The Victorian, an 18-year veteran of the tour, lost his playing rights at the end of 2012 and had to use a career-earnings exemption, a one-off luxury afforded players who are in the top 15 on the all-time PGA Tour money list, to play on the main tour in 2013.

He squeezed through into the top 125, and even this year he only qualified for the playoffs in 98th spot, with two top-10 finishes. Appleby has been dogged by a lower back injury for several years but more recently he has found a way to manage the issue.

 Today he was dynamic, starting out well back three from the lead held by Jason Day and Jim Furyk and quietly meandering through the front nine before the putts began rolling in. He birdied three in a row, the 10th, 11th and 12th, then the 14th and 15th as well, his short stick running hot as he vaulted to the outright lead.

Then at the 16th, his left-to-right curler for birdie headed at the cup and Appleby formed a fist with his right hand. But it burned the hole, and the celebration had to be aborted. When he needed more birdies, he could only find pars, including a bomb to save himself from dropping a shot at the 17th.

 Appleby carded a 65, six-under par, posted 12-under for the tournament, and waited. His back nine was 31, and could scarcely have been better.

But it was a day for low scoring and even by the time he played the 16th he had been joined in the lead by Cameron Tringale and Mahan, who was white hot. By the time Mahan hit it close at the 16th and rolled in a birdie putt on the 17th he had stretched the lead to three, and not even a bogey at the last could stop him from winning for the first time in two years with a brilliant 65.

 Appleby finished tied-second with Tringale and Day, his best result since his famous final-day 59 to win the Greenbier Classic in 2010. A nine-time winner on the tour, he has leapt to 19th in the Fedex Cup points rankings, well-placed to contend again over the next couple of weeks.

 He started out chasing six birdies, which is his usual mantra. He actually had seven, and even that was not enough.  "Today that's what I was thinking,'' said Appleby. "I got into the back nine and I'm thinking 'six might not be enough'. You get back to this is the Fedex playoffs. If I could time my performances like this, it'd be nice. My years' been a bit quiet so it was really nice to get out there today and feel more comfortable. I felt the nerves, but I dealt with them nice, which was great. It's a great test of golf and it's just nice to roll the ball and get some putts dropping.''

 The veteran was rapt to have the feeling of being in contention again. "I've won tournaments but it's been a long time. Sometimes that experience can wear thin and it doesn't shine through. I went out there and thought 'don't fight, don't wrestle the golf course. If you get an opportunity, give it a roll, see what happens'.''

 Queenslander Day carded a three-under 68 and in truth, did nothing wrong. When he birdied the 14th to reach 11-under for the tournament he was just a shot from the lead, but he could not make anything happen from there. He needed eagle at the last to force a playoff with Mahan, but his drive scudded right into the heavy rough and he could not find the green.

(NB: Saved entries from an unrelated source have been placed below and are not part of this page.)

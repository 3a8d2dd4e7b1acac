//! Error handler for gatekeeper.

use axum::extract::rejection::JsonRejection;
use axum::http::{StatusCode, header};
use axum::response::{IntoResponse, Response};
use serde::Serialize;
use thiserror::Error;
use validator::ValidationErrors;

pub type Result<T> = std::result::Result<T, ServerError>;

pub const INVALID_PAYLOAD: &str = "Invalid Request Payload";
pub const INVALID_TOKEN_PROVIDED: &str = "Invalid Token Provided";
pub const TOKEN_IS_INVALID: &str = "Token Is Invalid";
pub const TOKEN_USER_MISSING: &str = "Token's User Doesn't Exist";
pub const TOKEN_SUPERSEDED: &str = "Token Has Been Superseded";
pub const MISSING_TOKEN: &str = "Authentication Required";
pub const USER_MISSING: &str = "User Doesn't Exist";
pub const WRONG_PASSWORD: &str = "Wrong Password";
pub const ACCOUNT_BANNED: &str = "Account Banned";
pub const REQUIRES_USER: &str = "Requires User Permissions";
pub const USER_NOT_FOUND: &str = "User Not Found";
pub const CODE_NOT_FOUND: &str = "Verification Code Not Found";
pub const USERNAME_TAKEN: &str = "Username Already Exists";
pub const EMAIL_TAKEN: &str = "Email Already In Use";

type BoxError = Box<dyn std::error::Error + Send + Sync>;

/// Enum representing server-side errors.
#[derive(Debug, Error)]
pub enum ServerError {
    #[error("validation error occurred")]
    Validation(#[from] ValidationErrors),

    #[error(transparent)]
    Axum(#[from] JsonRejection),

    #[error("{0}")]
    BadRequest(&'static str),

    #[error("{0}")]
    Unauthorized(&'static str),

    #[error("{0}")]
    NotFound(&'static str),

    #[error("{0}")]
    Conflict(&'static str),

    #[error("query `{query}` failed with ({args})")]
    Sql {
        query: String,
        args: String,
        #[source]
        source: sqlx::Error,
    },

    #[error("migration failed")]
    Migrate(#[from] sqlx::migrate::MigrateError),

    #[error("token could not be signed")]
    Token(#[from] jsonwebtoken::errors::Error),

    #[error(transparent)]
    Crypto(#[from] crate::crypto::CryptoError),

    #[error("internal server error, {details}")]
    Internal {
        details: String,
        source: Option<BoxError>,
    },
}

impl ServerError {
    /// Wrap a [`sqlx::Error`] with the query and its non-secret arguments.
    pub fn sql(
        query: impl Into<String>,
        args: impl std::fmt::Debug,
    ) -> impl FnOnce(sqlx::Error) -> Self {
        let query = query.into();
        move |source| ServerError::Sql {
            query,
            args: format!("{args:?}"),
            source,
        }
    }
}

/// Structure for detailed error responses.
#[derive(Debug, Serialize)]
pub struct ResponseError {
    r#type: Option<String>,
    title: String,
    status: u16,
    detail: String,
    instance: Option<String>,
    errors: Option<Vec<FieldError>>,
}

impl ResponseError {
    /// Update error status code.
    pub fn status(mut self, code: StatusCode) -> Self {
        self.status = code.as_u16();
        self
    }

    /// Update `title` field.
    pub fn title(mut self, title: &str) -> Self {
        self.title = title.into();
        self
    }

    /// Add detailed error.
    pub fn details(mut self, description: &str) -> Self {
        self.detail = description.into();
        self
    }

    /// Automatically add errors field.
    pub fn errors(mut self, errors: &ValidationErrors) -> Self {
        self.errors = Some(parse_validation_errors(errors));
        self
    }

    /// Transform [`ResponseError`] into axum [`Response`].
    pub fn into_response(
        self,
    ) -> std::result::Result<Response, axum::http::Error> {
        if let Ok(body) = serde_json::to_string(&self) {
            Response::builder()
                .status(self.status)
                .header(header::CONTENT_TYPE, "application/json")
                .body(body.into())
        } else {
            Ok(internal_server_error())
        }
    }
}

impl Default for ResponseError {
    fn default() -> Self {
        Self {
            r#type: None,
            title: "Internal server error.".to_owned(),
            status: StatusCode::INTERNAL_SERVER_ERROR.as_u16(),
            detail: String::default(),
            instance: None,
            errors: None,
        }
    }
}

#[derive(Debug, Serialize)]
struct FieldError {
    field: String,
    message: String,
}

fn parse_validation_errors(errors: &ValidationErrors) -> Vec<FieldError> {
    errors
        .field_errors()
        .iter()
        .flat_map(|(field, issues)| {
            issues.iter().map(move |issue| FieldError {
                field: field.to_string(),
                message: issue.to_string(),
            })
        })
        .collect()
}

/// First validation message, used as the response title.
fn first_message(errors: &ValidationErrors) -> Option<String> {
    let mut fields: Vec<_> = errors.field_errors().into_iter().collect();
    fields.sort_by(|a, b| a.0.cmp(&b.0));
    fields
        .into_iter()
        .flat_map(|(_, issues)| issues.iter())
        .find_map(|issue| issue.message.as_ref().map(|m| m.to_string()))
}

impl IntoResponse for ServerError {
    fn into_response(self) -> Response {
        let response = ResponseError::default()
            .title(INVALID_PAYLOAD)
            .details(&self.to_string())
            .status(StatusCode::BAD_REQUEST);

        let response = match &self {
            ServerError::Validation(errors) => response
                .title(
                    &first_message(errors)
                        .unwrap_or_else(|| INVALID_PAYLOAD.to_owned()),
                )
                .errors(errors),

            ServerError::Axum(rejection) => {
                response.details(&rejection.body_text())
            },

            ServerError::BadRequest(message) => response.title(message),

            ServerError::Unauthorized(message) => response
                .title(message)
                .details("")
                .status(StatusCode::UNAUTHORIZED),

            ServerError::NotFound(message) => response
                .title(message)
                .details("")
                .status(StatusCode::NOT_FOUND),

            ServerError::Conflict(message) => response
                .title(message)
                .details("")
                .status(StatusCode::CONFLICT),

            ServerError::Sql {
                query,
                args,
                source,
            } => {
                tracing::error!(
                    %query,
                    %args,
                    error = %source,
                    "server returned 500 status"
                );
                ResponseError::default()
            },

            ServerError::Internal { details, source } => {
                tracing::error!(
                    err = ?source,
                    %details,
                    "server returned 500 status"
                );
                ResponseError::default()
            },

            err @ (ServerError::Migrate(_)
            | ServerError::Token(_)
            | ServerError::Crypto(_)) => {
                tracing::error!(error = %err, "server returned 500 status");
                ResponseError::default()
            },
        };

        response
            .into_response()
            .unwrap_or_else(|_| internal_server_error())
    }
}

/// Response for a panic caught by the outermost layer.
pub fn handle_panic(err: Box<dyn std::any::Any + Send + 'static>) -> Response {
    let details = if let Some(s) = err.downcast_ref::<String>() {
        s.clone()
    } else if let Some(s) = err.downcast_ref::<&str>() {
        s.to_string()
    } else {
        "unknown panic message".to_owned()
    };

    ServerError::Internal {
        details,
        source: None,
    }
    .into_response()
}

fn internal_server_error() -> Response {
    Response::builder()
        .status(StatusCode::INTERNAL_SERVER_ERROR)
        .header(header::CONTENT_TYPE, "application/json")
        .body(
            serde_json::json!({
                "type": null,
                "title": "Internal server error.",
                "status": StatusCode::INTERNAL_SERVER_ERROR.as_u16(),
                "detail": null,
                "instance": null,
                "errors": null,
            })
            .to_string()
            .into(),
        )
        .unwrap_or_else(|_| Response::new("Internal server error".into()))
}

#[cfg(test)]
mod tests {
    use super::*;
    use http_body_util::BodyExt;

    async fn render(err: ServerError) -> (StatusCode, serde_json::Value) {
        let response = err.into_response();
        let status = response.status();
        let body = response.into_body().collect().await.unwrap().to_bytes();
        (status, serde_json::from_slice(&body).unwrap())
    }

    #[tokio::test]
    async fn test_status_mapping() {
        let (status, body) =
            render(ServerError::Unauthorized(WRONG_PASSWORD)).await;
        assert_eq!(status, StatusCode::UNAUTHORIZED);
        assert_eq!(body["title"], WRONG_PASSWORD);

        let (status, _) = render(ServerError::NotFound(USER_NOT_FOUND)).await;
        assert_eq!(status, StatusCode::NOT_FOUND);

        let (status, body) =
            render(ServerError::Conflict(USERNAME_TAKEN)).await;
        assert_eq!(status, StatusCode::CONFLICT);
        assert_eq!(body["status"], 409);
    }

    #[tokio::test]
    async fn test_internal_errors_are_not_leaked() {
        let err = ServerError::sql("SELECT * FROM users WHERE id = ?", 7)(
            sqlx::Error::RowNotFound,
        );
        let (status, body) = render(err).await;

        assert_eq!(status, StatusCode::INTERNAL_SERVER_ERROR);
        assert_eq!(body["detail"], "");
        assert!(!body.to_string().contains("SELECT"));
    }

    #[tokio::test]
    async fn test_panic_is_internal_error() {
        let response = handle_panic(Box::new("boom"));
        assert_eq!(response.status(), StatusCode::INTERNAL_SERVER_ERROR);
    }
}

 Day is now seventh on the Fedex Cup rankings going to Boston this week for the Deutschebank Championship. Eight Australians have progressed to the second of the four playoff tournaments, all worth $8 million. Adam Scott closed with a 68 today to finish tied-15th, while of the 10 Australians who teed off at Ridgewood Country Club, two — Aaron Baddeley and Robert Allenby — are done for the season. Victorian Geoff Ogilvy qualified for Boston in 100th and last place after missing the cut and spending the weekend waiting to see if his ranking would improve, a nice reprieve.


 7 Jason Day, 16 Adam Scott, 19 Stuart Appleby, 28 John Senden, 36 Marc Leishman, 44 Steven Bowditch, 54 Matt Jones, 100 Geoff Ogilvy.